→ THE PROBLEM:
Each line with the string "PipelineConfig" is to be copied from the records below.

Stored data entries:
//! # LangLang - A Typed Evaluation Pipeline for Configuration Programs
//!
//! LangLang takes a configuration program that has already been parsed into a
//! canonical tree and turns it into plain data. Every program that passes the
//! pipeline is guaranteed to terminate, and every side effect it requests is
//! subject to an explicit policy.
//!
//! ## Pipeline Flow
//!
//! ```text
//! ProgramNode<()>            (from any front end, or from the wire)
//!     ↓
//! [Type Checker] → ProgramNode<Type>      static, gradual or dynamic
//!     ↓
//! [Termination Analyzer] → ProgramNode<Proven>
//!     ↓
//! [Encoder] → CoreTerm       F-omega with guarded fixed points, de Bruijn indices
//!     ↓
//! [Evaluator] → Value        pure, sandbox or unrestricted effects
//! ```
//!
//! ## Key Design Decisions
//!
//! ### One Tree, Many Annotations
//! The program tree is generic over a per-node annotation. The checker and the
//! analyzer never change the shape of the tree, they only replace the
//! annotation, so every later stage can still point at the source location of
//! the node it is complaining about.
//!
//! ### Termination by Construction
//! Recursion is accepted only with a proof: a structurally decreasing
//! parameter, a constant iteration bound, or a user measure. The encoder turns
//! each proof into a guard (a structural fold, fuel, or a measure check), and
//! the evaluator checks the guard again on every unrolling.
//!
//! ### Effects as Policy
//! The language itself never touches the outside world. Reading a file, an
//! environment variable or a URL is a request that the run's
//! [`interpreter::EffectPolicy`] answers, possibly with a mock.
//!
//! ## Module Structure
//!
//! - [`ast`] - Canonical program tree
//! - [`types`] - Types, constraints and the type checker
//! - [`termination`] - Termination proofs
//! - [`core`] - Core calculus and the encoder
//! - [`interpreter`] - Evaluator, effect policies and the reference interpreter
//! - [`pipeline`] - Stage chaining
//! - [`wire`] - JSON wire format between stages
//! - [`config`] - Run configuration
//! - [`error`] - Error taxonomy
//! - [`fmt`] - Pretty printing
//!
//! ## Example
//!
//! ```
//! use langlang::ast::build::*;
//! use langlang::ast::BinOpKind;
//! use langlang::config::PipelineConfig;
//! use langlang::interpreter::Value;
//!
//! // let x = 5 in x + 1
//! let tree = let_in("x", int(5), binop(BinOpKind::Add, var("x"), int(1)));
//! let value = langlang::pipeline::run(&tree, &PipelineConfig::default()).unwrap();
//! assert_eq!(value, Value::Int(6));
//! ```

pub mod ast;
pub mod config;
pub mod core;
pub mod error;
pub mod fmt;
pub mod interpreter;
pub mod pipeline;
pub mod termination;
pub mod types;
pub mod wire;

pub use error::{ErrorKind, PipelineError};
pub use pipeline::{run, Pipeline};

/// A program as it comes out of a front end, before any checking.
pub type ParsedProgram = ast::ProgramNode<()>;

→ TASK SOLUTION:
//! use langlang::config::PipelineConfig;
//! let value = langlang::pipeline::run(&tree, &PipelineConfig::default()).unwrap();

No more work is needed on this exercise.